## Task goal
Among the following entries, how many lines hold the string "logging"? State only the number.

..............................

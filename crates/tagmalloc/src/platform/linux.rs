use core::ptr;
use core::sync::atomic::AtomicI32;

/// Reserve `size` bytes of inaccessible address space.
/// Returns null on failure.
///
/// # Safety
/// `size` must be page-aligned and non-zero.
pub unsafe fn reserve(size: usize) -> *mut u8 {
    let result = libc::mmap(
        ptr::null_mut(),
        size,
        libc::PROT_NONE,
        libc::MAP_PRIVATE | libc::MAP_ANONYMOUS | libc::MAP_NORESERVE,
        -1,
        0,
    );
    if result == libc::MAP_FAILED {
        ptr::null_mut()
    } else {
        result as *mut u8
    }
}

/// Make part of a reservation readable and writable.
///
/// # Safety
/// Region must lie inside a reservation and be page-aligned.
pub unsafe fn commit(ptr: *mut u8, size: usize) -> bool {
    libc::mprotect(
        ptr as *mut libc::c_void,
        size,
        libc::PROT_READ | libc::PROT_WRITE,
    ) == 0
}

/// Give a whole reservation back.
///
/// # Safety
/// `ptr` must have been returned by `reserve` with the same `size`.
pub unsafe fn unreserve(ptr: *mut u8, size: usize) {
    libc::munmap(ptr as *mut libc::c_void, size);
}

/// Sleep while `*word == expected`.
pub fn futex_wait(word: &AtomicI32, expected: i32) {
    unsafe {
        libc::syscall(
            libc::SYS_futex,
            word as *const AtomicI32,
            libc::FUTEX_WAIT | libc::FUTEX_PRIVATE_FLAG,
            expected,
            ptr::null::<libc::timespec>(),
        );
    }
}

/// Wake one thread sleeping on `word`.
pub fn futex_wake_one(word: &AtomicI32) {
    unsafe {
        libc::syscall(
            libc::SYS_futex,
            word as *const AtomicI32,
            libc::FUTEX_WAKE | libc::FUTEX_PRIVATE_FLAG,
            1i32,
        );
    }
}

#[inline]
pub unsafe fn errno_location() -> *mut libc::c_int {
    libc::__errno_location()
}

..............................

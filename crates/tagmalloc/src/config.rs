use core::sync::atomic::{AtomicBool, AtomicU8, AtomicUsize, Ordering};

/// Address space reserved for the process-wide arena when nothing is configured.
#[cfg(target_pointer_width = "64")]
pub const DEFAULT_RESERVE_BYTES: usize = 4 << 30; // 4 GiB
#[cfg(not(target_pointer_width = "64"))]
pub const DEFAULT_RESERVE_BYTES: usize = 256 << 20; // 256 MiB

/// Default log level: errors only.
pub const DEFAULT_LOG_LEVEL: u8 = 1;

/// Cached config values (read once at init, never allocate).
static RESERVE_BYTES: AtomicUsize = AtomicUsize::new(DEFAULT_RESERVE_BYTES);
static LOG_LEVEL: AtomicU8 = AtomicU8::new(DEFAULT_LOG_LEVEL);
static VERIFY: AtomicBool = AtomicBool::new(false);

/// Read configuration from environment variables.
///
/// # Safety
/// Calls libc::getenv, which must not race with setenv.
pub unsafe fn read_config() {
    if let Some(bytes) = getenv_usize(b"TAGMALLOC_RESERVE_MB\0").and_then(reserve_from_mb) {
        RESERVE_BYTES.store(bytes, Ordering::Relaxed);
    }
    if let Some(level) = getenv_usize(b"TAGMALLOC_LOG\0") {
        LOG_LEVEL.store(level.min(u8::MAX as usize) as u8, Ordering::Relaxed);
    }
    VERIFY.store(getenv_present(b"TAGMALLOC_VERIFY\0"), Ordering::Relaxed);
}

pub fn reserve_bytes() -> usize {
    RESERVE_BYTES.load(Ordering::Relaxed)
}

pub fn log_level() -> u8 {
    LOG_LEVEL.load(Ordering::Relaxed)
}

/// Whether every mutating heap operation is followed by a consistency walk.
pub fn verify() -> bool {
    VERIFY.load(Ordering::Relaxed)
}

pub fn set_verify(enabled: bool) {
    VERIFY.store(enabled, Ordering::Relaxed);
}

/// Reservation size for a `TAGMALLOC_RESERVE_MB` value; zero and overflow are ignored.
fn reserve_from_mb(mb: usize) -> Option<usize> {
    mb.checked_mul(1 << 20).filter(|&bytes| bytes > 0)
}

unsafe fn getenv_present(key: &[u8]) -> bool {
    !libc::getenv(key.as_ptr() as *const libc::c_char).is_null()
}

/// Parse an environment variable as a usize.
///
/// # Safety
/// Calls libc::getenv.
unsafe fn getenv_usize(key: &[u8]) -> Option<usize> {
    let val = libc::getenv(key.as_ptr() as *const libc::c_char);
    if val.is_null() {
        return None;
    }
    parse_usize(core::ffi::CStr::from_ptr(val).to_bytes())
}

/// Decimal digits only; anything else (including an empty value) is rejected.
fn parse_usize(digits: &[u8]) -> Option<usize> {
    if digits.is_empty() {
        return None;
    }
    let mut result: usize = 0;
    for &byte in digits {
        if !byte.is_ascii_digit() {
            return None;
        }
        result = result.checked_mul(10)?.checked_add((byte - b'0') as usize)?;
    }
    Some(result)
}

..............................

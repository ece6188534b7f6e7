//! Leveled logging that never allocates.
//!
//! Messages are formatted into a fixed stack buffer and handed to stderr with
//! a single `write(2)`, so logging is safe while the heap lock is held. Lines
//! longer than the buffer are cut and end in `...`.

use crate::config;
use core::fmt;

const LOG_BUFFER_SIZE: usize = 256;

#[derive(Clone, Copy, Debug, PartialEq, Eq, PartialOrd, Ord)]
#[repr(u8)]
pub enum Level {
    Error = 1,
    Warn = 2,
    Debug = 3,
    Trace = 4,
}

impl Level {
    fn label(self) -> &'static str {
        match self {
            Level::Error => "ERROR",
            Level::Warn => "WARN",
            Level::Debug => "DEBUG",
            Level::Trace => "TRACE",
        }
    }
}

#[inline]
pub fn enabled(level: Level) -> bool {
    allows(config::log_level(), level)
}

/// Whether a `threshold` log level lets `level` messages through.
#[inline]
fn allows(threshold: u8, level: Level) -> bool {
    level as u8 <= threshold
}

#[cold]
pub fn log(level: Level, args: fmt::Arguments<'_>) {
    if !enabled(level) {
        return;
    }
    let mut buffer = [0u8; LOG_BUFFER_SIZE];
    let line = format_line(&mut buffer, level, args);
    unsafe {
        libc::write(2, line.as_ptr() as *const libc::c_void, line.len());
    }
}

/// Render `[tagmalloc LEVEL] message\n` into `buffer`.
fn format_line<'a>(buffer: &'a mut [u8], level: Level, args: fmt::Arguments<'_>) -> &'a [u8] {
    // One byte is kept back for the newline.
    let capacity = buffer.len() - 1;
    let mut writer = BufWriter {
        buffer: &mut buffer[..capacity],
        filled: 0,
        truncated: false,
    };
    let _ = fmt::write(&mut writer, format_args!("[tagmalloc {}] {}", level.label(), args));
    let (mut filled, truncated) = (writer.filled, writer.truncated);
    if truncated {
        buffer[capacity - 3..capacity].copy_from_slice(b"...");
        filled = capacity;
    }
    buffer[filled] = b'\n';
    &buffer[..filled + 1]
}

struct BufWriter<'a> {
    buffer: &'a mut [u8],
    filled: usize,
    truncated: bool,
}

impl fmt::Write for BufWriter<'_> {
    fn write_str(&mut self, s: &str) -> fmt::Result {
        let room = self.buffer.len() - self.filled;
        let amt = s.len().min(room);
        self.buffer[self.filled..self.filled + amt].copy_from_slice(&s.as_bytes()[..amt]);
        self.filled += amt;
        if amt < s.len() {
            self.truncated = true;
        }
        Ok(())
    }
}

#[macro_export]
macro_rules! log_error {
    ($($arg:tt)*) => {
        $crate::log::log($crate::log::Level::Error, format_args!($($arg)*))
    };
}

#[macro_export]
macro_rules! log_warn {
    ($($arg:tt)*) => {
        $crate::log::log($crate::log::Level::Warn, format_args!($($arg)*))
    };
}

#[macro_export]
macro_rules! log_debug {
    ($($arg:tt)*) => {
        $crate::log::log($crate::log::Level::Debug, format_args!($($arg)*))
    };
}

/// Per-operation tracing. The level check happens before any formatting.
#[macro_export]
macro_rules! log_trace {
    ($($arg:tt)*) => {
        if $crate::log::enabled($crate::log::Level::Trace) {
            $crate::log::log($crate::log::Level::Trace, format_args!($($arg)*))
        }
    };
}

..............................

## Solution
2